TASK DESCRIPTION
Below are lines of data, and only some are wanted. Please repeat exactly those from the line that has "The engine is" through the line that has "pub trait Entity".

Saved data entries
════════

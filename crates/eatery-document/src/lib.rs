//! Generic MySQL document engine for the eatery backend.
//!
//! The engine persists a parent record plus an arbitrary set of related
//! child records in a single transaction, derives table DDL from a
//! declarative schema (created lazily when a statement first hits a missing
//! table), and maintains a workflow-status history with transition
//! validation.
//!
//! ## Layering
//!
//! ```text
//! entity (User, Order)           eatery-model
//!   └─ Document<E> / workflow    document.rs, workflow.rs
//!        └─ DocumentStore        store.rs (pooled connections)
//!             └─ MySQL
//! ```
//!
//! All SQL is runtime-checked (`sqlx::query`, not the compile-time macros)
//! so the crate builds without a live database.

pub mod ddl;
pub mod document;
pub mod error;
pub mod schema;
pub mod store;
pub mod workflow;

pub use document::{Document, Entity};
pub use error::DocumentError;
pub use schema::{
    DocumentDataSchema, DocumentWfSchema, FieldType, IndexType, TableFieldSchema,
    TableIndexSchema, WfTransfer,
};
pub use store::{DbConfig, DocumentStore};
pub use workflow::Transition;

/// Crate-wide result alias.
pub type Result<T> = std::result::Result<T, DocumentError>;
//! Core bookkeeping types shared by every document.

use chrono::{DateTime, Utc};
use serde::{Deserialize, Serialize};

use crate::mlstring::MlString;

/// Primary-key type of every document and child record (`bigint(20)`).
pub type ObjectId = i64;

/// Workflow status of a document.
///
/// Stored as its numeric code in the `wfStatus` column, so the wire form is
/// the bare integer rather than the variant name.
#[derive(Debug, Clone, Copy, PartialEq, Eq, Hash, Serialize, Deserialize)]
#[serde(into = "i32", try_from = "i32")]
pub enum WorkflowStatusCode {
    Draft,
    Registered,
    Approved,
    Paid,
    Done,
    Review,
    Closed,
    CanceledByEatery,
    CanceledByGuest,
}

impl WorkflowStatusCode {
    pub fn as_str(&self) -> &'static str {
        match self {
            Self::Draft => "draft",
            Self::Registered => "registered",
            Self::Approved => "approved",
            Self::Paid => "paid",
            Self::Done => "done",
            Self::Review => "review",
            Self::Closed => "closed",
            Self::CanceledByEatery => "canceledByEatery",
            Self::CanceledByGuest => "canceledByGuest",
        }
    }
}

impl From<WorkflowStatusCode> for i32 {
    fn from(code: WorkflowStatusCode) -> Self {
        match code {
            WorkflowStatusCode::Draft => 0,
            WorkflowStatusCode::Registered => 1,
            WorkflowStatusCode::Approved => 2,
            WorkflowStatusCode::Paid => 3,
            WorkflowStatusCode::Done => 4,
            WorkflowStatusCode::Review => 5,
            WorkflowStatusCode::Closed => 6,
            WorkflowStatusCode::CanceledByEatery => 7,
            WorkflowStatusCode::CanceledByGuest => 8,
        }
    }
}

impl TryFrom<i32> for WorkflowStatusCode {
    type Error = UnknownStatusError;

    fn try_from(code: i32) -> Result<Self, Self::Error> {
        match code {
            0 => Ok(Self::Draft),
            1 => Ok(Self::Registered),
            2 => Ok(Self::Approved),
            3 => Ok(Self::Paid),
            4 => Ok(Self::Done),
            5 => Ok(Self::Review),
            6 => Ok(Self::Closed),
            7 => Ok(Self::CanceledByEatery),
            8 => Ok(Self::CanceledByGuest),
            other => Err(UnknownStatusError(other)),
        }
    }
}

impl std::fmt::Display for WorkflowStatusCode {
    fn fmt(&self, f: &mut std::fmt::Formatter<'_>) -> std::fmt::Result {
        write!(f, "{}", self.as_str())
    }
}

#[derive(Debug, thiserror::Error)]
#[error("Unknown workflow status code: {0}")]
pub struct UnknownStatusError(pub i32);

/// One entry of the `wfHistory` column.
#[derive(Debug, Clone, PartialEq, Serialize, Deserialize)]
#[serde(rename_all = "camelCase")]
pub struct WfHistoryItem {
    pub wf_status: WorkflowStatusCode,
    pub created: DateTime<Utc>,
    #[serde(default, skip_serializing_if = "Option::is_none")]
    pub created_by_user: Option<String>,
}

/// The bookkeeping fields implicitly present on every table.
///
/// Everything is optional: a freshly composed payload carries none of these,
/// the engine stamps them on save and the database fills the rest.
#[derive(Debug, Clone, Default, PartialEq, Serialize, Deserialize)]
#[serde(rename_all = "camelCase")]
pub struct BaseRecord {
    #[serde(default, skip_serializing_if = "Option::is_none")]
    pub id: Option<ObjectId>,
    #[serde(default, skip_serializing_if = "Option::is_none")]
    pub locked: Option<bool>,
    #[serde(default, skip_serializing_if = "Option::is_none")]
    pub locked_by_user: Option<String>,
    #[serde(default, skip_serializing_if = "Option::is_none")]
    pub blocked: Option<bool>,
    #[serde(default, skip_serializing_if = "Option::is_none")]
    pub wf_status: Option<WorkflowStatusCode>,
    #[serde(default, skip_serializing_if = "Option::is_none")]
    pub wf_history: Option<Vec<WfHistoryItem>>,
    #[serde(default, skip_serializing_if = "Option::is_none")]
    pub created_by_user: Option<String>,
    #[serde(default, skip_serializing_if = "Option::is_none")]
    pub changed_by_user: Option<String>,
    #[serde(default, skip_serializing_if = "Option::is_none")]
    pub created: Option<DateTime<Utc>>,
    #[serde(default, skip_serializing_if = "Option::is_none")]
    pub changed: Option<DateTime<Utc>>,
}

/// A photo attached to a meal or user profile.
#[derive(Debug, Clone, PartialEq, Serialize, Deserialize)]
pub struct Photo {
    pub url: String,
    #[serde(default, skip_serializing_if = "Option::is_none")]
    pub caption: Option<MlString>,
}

════════

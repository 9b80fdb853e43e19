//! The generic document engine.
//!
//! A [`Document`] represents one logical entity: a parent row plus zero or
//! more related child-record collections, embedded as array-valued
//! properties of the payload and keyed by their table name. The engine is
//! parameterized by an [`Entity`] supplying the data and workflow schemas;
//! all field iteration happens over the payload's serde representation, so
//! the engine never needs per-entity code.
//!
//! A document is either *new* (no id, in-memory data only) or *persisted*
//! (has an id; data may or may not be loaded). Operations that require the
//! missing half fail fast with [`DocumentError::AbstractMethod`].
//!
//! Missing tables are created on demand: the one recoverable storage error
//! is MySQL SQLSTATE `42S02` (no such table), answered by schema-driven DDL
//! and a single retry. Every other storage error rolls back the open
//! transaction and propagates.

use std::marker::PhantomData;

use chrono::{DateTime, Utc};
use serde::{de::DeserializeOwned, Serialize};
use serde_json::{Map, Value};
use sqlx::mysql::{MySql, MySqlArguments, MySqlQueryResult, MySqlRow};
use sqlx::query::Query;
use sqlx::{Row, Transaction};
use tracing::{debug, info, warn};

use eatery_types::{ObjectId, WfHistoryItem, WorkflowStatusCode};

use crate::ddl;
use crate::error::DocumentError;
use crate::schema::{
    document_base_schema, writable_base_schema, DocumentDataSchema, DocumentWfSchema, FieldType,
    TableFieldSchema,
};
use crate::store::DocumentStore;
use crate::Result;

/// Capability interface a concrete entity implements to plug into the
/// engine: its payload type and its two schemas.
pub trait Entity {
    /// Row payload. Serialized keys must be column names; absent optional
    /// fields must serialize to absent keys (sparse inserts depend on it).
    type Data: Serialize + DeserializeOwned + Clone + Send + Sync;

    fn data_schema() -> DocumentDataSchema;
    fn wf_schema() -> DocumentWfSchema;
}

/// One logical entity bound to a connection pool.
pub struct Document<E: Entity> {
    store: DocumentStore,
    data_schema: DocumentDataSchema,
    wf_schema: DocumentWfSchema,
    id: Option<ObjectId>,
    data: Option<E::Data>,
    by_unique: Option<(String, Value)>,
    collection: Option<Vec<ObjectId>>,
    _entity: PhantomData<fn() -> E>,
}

════════

RESULT OF THE EXERCISE
//! properties of the payload and keyed by their table name. The engine is
//! parameterized by an [`Entity`] supplying the data and workflow schemas;
//! all field iteration happens over the payload's serde representation, so
//! the engine never needs per-entity code.
//!
//! A document is either *new* (no id, in-memory data only) or *persisted*
//! (has an id; data may or may not be loaded). Operations that require the
//! missing half fail fast with [`DocumentError::AbstractMethod`].
//!
//! Missing tables are created on demand: the one recoverable storage error
//! is MySQL SQLSTATE `42S02` (no such table), answered by schema-driven DDL
//! and a single retry. Every other storage error rolls back the open
//! transaction and propagates.

use std::marker::PhantomData;

use chrono::{DateTime, Utc};
use serde::{de::DeserializeOwned, Serialize};
use serde_json::{Map, Value};
use sqlx::mysql::{MySql, MySqlArguments, MySqlQueryResult, MySqlRow};
use sqlx::query::Query;
use sqlx::{Row, Transaction};
use tracing::{debug, info, warn};

use eatery_types::{ObjectId, WfHistoryItem, WorkflowStatusCode};

use crate::ddl;
use crate::error::DocumentError;
use crate::schema::{
    document_base_schema, writable_base_schema, DocumentDataSchema, DocumentWfSchema, FieldType,
    TableFieldSchema,
};
use crate::store::DocumentStore;
use crate::Result;

/// Capability interface a concrete entity implements to plug into the
/// engine: its payload type and its two schemas.
pub trait Entity {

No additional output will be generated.